台湾は2022年に米国に対して、QUADに入りたいという意思を伝えています。
その理由は、もちろん対中国を意識してです。
しかし、台湾のQUAD参加は中国を過度に刺激することには変わりないので、慎重になるでしょう。
QUADの課題はインド
QUADの課題はインドです。
インドは伝統的に中立国として同盟に属さないできました。また、日本やアメリカと敵対するロシアや中国とも中立的であまり敵対する態度を取りません。
こうした考え方のインドをいかに取り込んでいくかがQUADの課題です。
インドはQUADに軍事的協力ではなく、どちらかと言えば経済的な協力を求めています。
また、中国との国境紛争、新型コロナウイルスの薬の原料を中国に依存するなど、中国と距離を置きたいという意思もあります。

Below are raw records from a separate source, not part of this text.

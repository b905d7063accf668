//! Userspace access to the Intel HD-Audio controller on Broxton / Apollo Lake.
//!
//! Locates the controller on the PCI bus, maps its HDA register BAR, checks
//! the global capabilities register and dumps the region to a file. Read
//! only: nothing here writes device registers.
//!
//! # Pipeline
//!
//! ```text
//! find_target_device → require_supported → describe_region → Mapper::map_region
//!                                                           ├─ self_test
//!                                                           └─ dump_to_file
//! ```
//!
//! # Quick start
//!
//! ```no_run
//! use hda_driver::{Pipeline, PipelineConfig, SysfsBus};
//!
//! # fn main() -> Result<(), Box<dyn std::error::Error>> {
//! let bus = SysfsBus::init()?;
//! let report = Pipeline::new(bus, PipelineConfig {
//!     output: Some("hda.bin".into()),
//!     ..PipelineConfig::default()
//! })
//! .run()?;
//!
//! println!("{} @ {}", report.platform.name(), report.device.address());
//! # Ok(())
//! # }
//! ```

#![warn(missing_docs)]
#![warn(clippy::all, clippy::pedantic)]
#![allow(clippy::module_name_repetitions)]
#![allow(clippy::must_use_candidate)]
#![allow(clippy::doc_markdown)]

pub mod bus;
mod diagnostic;
mod discovery;
mod dump;
mod error;
pub mod mmio;
mod pipeline;
mod platform;
mod region;
mod selftest;
mod sysfs;

/// Hardware identification constants (re-exported from hda-chip).
pub mod chip {
    pub use hda_chip::bar::{self, Region};
    pub use hda_chip::pcie::{self, Platform};
    pub use hda_chip::regs;
}

pub use bus::{DeviceMatch, PciAddress, PciBus, PciDeviceHandle, ResourceEntry};
pub use diagnostic::{Diagnostic, Fatal};
pub use discovery::find_target_device;
pub use dump::{dump_to_file, DumpSummary};
pub use error::{
    ConfigReadError, DiscoveryError, DumpError, MapError, PipelineError, PlatformUnsupported,
    RegisterError,
};
pub use error::{
    EXIT_DEVICE_NOT_FOUND, EXIT_DUMP_FAILED, EXIT_MAPPING_FAILED, EXIT_PERMISSION_DENIED,
    EXIT_UNSUPPORTED_PLATFORM,
};
pub use mmio::{MappedRegion, Mapper, MmioView};
pub use pipeline::{Pipeline, PipelineConfig, PipelineReport};
pub use platform::{is_supported, require_supported};
pub use region::{describe_region, AddressRegion, SizeStrategy};
pub use selftest::{self_test, SelfTest};
pub use sysfs::{SysfsBus, DEFAULT_SYSFS_ROOT};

こうした感情をうまく使って自由主義陣営に巻き込むべきです。
QUADとAUKUS(オーカス)とFIVE EYESの違い
QUADとAUKUSとFIVE EYESの違いは以下の通りです。
名称 | QUAD | AUKUS | FIVE EYES |
---|---|---|---|
参加国 | 日本 米国 インド オーストラリア |
米国 英国 オーストラリア |
米国 英国 オーストラリア ニュージーランド カナダ |
目的 | 経済・安全保障の枠組み | 軍事的な枠組み | 機密情報共有の枠組み |
QUADは経済や安全保障など比較的幅広いですが、AUKUSは軍事的な意味合いが強いです。
そして、 FIVE EYESはアングロサクソン民族を中心とした情報共有の枠組みです。
ちなみに、日本がFIVE EYESに入るという話がありますが、日本は情報の管理の制度が不十分なので入れません。
まとめ
今回はQUADに関してご説明しました。
日本の提案で出来上がった、経済・安全保障の枠組みです。
韓国や英国の動向も気になりますね。
ぜひ、参考にしてみてください。